(ASSIGNED TASK):
Where does the word "Ordering" appear in the data? Copy every line that holds it.

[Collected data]
******************************
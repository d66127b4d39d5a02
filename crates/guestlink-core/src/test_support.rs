//! In-memory connectors shared by unit tests.

use std::collections::BTreeMap;
use std::io;
use std::sync::atomic::{AtomicUsize, Ordering};
use std::time::Duration;

use tokio::io::DuplexStream;
use tokio::sync::mpsc;

use crate::config::Endpoint;
use crate::registry::{BoxedStream, ConnectFuture, Connector, ReconnectPolicy};

/// Guest half of every connection a `DuplexConnector` opens.
pub type GuestRx = mpsc::UnboundedReceiver<(String, DuplexStream)>;

/// Connector backed by `tokio::io::duplex` pipes.
pub struct DuplexConnector {
    guests: mpsc::UnboundedSender<(String, DuplexStream)>,
    connects: AtomicUsize,
}

impl DuplexConnector {
    pub fn new() -> (Self, GuestRx) {
        let (tx, rx) = mpsc::unbounded_channel();
        (
            Self {
                guests: tx,
                connects: AtomicUsize::new(0),
            },
            rx,
        )
    }

    pub fn connects(&self) -> usize {
        self.connects.load(Ordering::SeqCst)
    }
}

impl Connector for DuplexConnector {
    fn connect<'a>(&'a self, worker: &'a str, _endpoint: &'a Endpoint) -> ConnectFuture<'a> {
        Box::pin(async move {
            self.connects.fetch_add(1, Ordering::SeqCst);
            let (host, guest) = tokio::io::duplex(64 * 1024);
            self.guests
                .send((worker.to_string(), guest))
                .map_err(|_| io::Error::new(io::ErrorKind::ConnectionRefused, "no guest"))?;
            Ok(Box::new(host) as BoxedStream)
        })
    }
}

/// Connector whose every attempt is refused.
#[derive(Default)]
pub struct FailingConnector {
    attempts: AtomicUsize,
}

impl FailingConnector {
    pub fn attempts(&self) -> usize {
        self.attempts.load(Ordering::SeqCst)
    }
}

impl Connector for FailingConnector {
    fn connect<'a>(&'a self, _worker: &'a str, _endpoint: &'a Endpoint) -> ConnectFuture<'a> {
        Box::pin(async move {
            self.attempts.fetch_add(1, Ordering::SeqCst);
            Err(io::Error::new(io::ErrorKind::ConnectionRefused, "refused"))
        })
    }
}

/// Reconnect policy with millisecond delays.
pub fn fast_policy() -> ReconnectPolicy {
    ReconnectPolicy {
        initial_delay: Duration::from_millis(1),
        max_delay: Duration::from_millis(10),
        multiplier: 2.0,
        max_attempts: Some(5),
        reset_on_reconnect: false,
    }
}

/// Endpoint table with a placeholder TCP address per worker.
pub fn worker_map(workers: &[&str]) -> BTreeMap<String, Endpoint> {
    workers
        .iter()
        .enumerate()
        .map(|(i, w)| ((*w).to_string(), Endpoint::Tcp(format!("127.0.0.1:{}", 9000 + i))))
        .collect()
}
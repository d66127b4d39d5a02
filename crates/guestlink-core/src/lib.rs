//! guestlink Core Library
//!
//! Transport plumbing between a host and agents running inside guest
//! workers:
//! - NUL-delimited frame decoding
//! - Per-worker output queues
//! - Worker channel registry with automatic reconnection
//! - Dispatch gate and command executor
//! - Configuration hierarchy and common error types

pub mod codec;
pub mod config;
pub mod dispatch;
pub mod error;
pub mod executor;
#[cfg(feature = "metrics")]
pub mod metrics;
pub mod queue;
pub mod registry;
pub mod tracing_init;

#[cfg(test)]
pub(crate) mod test_support;

pub use codec::{BoundaryMode, FrameCodec};
pub use config::{Config, Endpoint};
pub use dispatch::{DispatchError, DispatchStatus, Dispatcher};
pub use error::{Error, Result};
pub use executor::{CommandExecutor, ExecMode, ExecOutput, FrameExecutor, Progress, ProgressSink};
pub use queue::OutputQueues;
pub use registry::{ChannelRegistry, ConnectionState, SocketConnector, TransportError};
//! guestlink CLI
//!
//! Runs commands inside guest workers through their agent channels.

use std::path::PathBuf;

use clap::{Parser, Subcommand};
use tracing::info;

use guestlink_cli::exec_cmd::{self, ExecArgs};
use guestlink_cli::settings::{self, CliOverrides};
use guestlink_cli::workers_cmd;
use guestlink_core::{BoundaryMode, ExecMode};

#[derive(Parser, Debug)]
#[command(name = "guestlink")]
#[command(version, about = "Run commands inside guest workers", long_about = None)]
struct Cli {
    /// Config file to use instead of the global and project settings
    #[arg(long, env = "GUESTLINK_CONFIG")]
    config: Option<PathBuf>,

    /// Log level used when RUST_LOG is not set
    #[arg(long)]
    log_level: Option<String>,

    /// Output logs as JSON
    #[arg(long, env = "GUESTLINK_LOG_JSON")]
    log_json: bool,

    /// Give up on a submission after this many milliseconds
    #[arg(long)]
    timeout_ms: Option<u64>,

    /// Frame boundary handling (legacy or complete)
    #[arg(long)]
    framing: Option<BoundaryMode>,

    /// OpenTelemetry OTLP endpoint for traces and metrics export
    /// (e.g. `http://localhost:4317`). Requires the `metrics` feature.
    #[cfg(feature = "metrics")]
    #[arg(long, env = "GUESTLINK_METRICS_ENDPOINT")]
    metrics_endpoint: Option<String>,

    #[command(subcommand)]
    command: Command,
}

#[derive(Subcommand, Debug)]
enum Command {
    /// Run a command and print its result
    Exec(ExecArgs),
    /// Run a search and print matches as they arrive
    Search(ExecArgs),
    /// List configured workers
    Workers,
}

#[tokio::main]
async fn main() -> anyhow::Result<()> {
    let cli = Cli::parse();

    let overrides = CliOverrides {
        log_level: cli.log_level.clone(),
        timeout_ms: cli.timeout_ms,
        framing: cli.framing,
    };
    let config = settings::resolve(cli.config.as_deref(), &overrides)?;

    #[cfg(feature = "metrics")]
    let metrics_endpoint = cli.metrics_endpoint.as_deref();
    #[cfg(not(feature = "metrics"))]
    let metrics_endpoint: Option<&str> = None;

    // Hold the guard so the OTel pipeline stays alive for the process lifetime.
    let log_filter = format!("guestlink={0},guestlink_core={0}", config.log_level);
    let _metrics_guard = guestlink_core::tracing_init::init_tracing_with_metrics(
        &log_filter,
        cli.log_json,
        metrics_endpoint,
    );

    info!(
        version = env!("CARGO_PKG_VERSION"),
        workers = config.workers.len(),
        framing = %config.framing.boundary,
        "Starting guestlink"
    );

    match cli.command {
        Command::Workers => workers_cmd::run(&config),
        Command::Exec(args) => exec_cmd::run(&config, args, ExecMode::Exec).await,
        Command::Search(args) => exec_cmd::run(&config, args, ExecMode::Search).await,
    }
}
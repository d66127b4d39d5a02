//! `OpenTelemetry` metrics for worker traffic.
//!
//! Only compiled with the `metrics` Cargo feature. [`init_metrics`] sets up
//! OTLP export of traces and metrics; the `record_*` helpers feed counters
//! from the registry's reader tasks.

use std::sync::OnceLock;

use opentelemetry::global;
use opentelemetry::metrics::Counter;
use opentelemetry::trace::TracerProvider as _;
use opentelemetry::KeyValue;
use opentelemetry_otlp::WithExportConfig;
use opentelemetry_sdk::metrics::SdkMeterProvider;
use opentelemetry_sdk::trace::{SdkTracer, SdkTracerProvider};

/// Errors that can occur during metrics / tracing pipeline initialisation.
#[derive(Debug, thiserror::Error)]
pub enum MetricsError {
    #[error("failed to build OTLP exporter: {0}")]
    ExporterBuild(#[from] opentelemetry_otlp::ExporterBuildError),

    #[error("OpenTelemetry SDK error: {0}")]
    Sdk(#[from] opentelemetry_sdk::error::OTelSdkError),
}

/// Keeps the `OpenTelemetry` providers alive.
///
/// Providers are not shut down on drop; call [`MetricsGuard::shutdown`] to
/// flush before exiting.
pub struct MetricsGuard {
    tracer_provider: SdkTracerProvider,
    meter_provider: SdkMeterProvider,
}

impl MetricsGuard {
    /// Tracer for the tracing-opentelemetry bridge.
    pub fn tracer(&self, name: &'static str) -> SdkTracer {
        self.tracer_provider.tracer(name)
    }

    /// Gracefully shut down both providers, flushing buffered telemetry.
    ///
    /// # Errors
    ///
    /// Returns an error if either provider fails to shut down cleanly.
    pub fn shutdown(self) -> Result<(), MetricsError> {
        self.tracer_provider.shutdown()?;
        self.meter_provider.shutdown()?;
        Ok(())
    }
}

/// Initialise the OTLP pipeline for traces and metrics.
///
/// # Errors
///
/// Returns [`MetricsError`] if the OTLP exporters cannot be constructed.
pub fn init_metrics(endpoint: &str) -> Result<MetricsGuard, MetricsError> {
    let trace_exporter = opentelemetry_otlp::SpanExporter::builder()
        .with_tonic()
        .with_endpoint(endpoint)
        .build()?;
    let tracer_provider = SdkTracerProvider::builder()
        .with_batch_exporter(trace_exporter)
        .build();
    global::set_tracer_provider(tracer_provider.clone());

    let metric_exporter = opentelemetry_otlp::MetricExporter::builder()
        .with_tonic()
        .with_endpoint(endpoint)
        .build()?;
    let meter_provider = SdkMeterProvider::builder()
        .with_periodic_exporter(metric_exporter)
        .build();
    global::set_meter_provider(meter_provider.clone());

    Ok(MetricsGuard {
        tracer_provider,
        meter_provider,
    })
}

struct Instruments {
    frames: Counter<u64>,
    dropped: Counter<u64>,
    reconnects: Counter<u64>,
}

fn instruments() -> &'static Instruments {
    static INSTRUMENTS: OnceLock<Instruments> = OnceLock::new();
    INSTRUMENTS.get_or_init(|| {
        let meter = global::meter("guestlink");
        Instruments {
            frames: meter
                .u64_counter("guestlink.frames.decoded")
                .with_description("Frames decoded and queued")
                .build(),
            dropped: meter
                .u64_counter("guestlink.frames.dropped")
                .with_description("Frames lost at chunk boundaries")
                .build(),
            reconnects: meter
                .u64_counter("guestlink.channel.reconnects")
                .with_description("Worker channels retired after a transport failure")
                .build(),
        }
    })
}

fn worker_attr(worker: &str) -> [KeyValue; 1] {
    [KeyValue::new("worker", worker.to_string())]
}

pub fn record_frames(worker: &str, count: usize) {
    instruments()
        .frames
        .add(u64::try_from(count).unwrap_or(u64::MAX), &worker_attr(worker));
}

pub fn record_dropped_frame(worker: &str) {
    instruments().dropped.add(1, &worker_attr(worker));
}

pub fn record_reconnect(worker: &str) {
    instruments().reconnects.add(1, &worker_attr(worker));
}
******************************
(OUTPUT):
use std::sync::atomic::{AtomicUsize, Ordering};
        self.connects.load(Ordering::SeqCst)
            self.connects.fetch_add(1, Ordering::SeqCst);
        self.attempts.load(Ordering::SeqCst)
            self.attempts.fetch_add(1, Ordering::SeqCst);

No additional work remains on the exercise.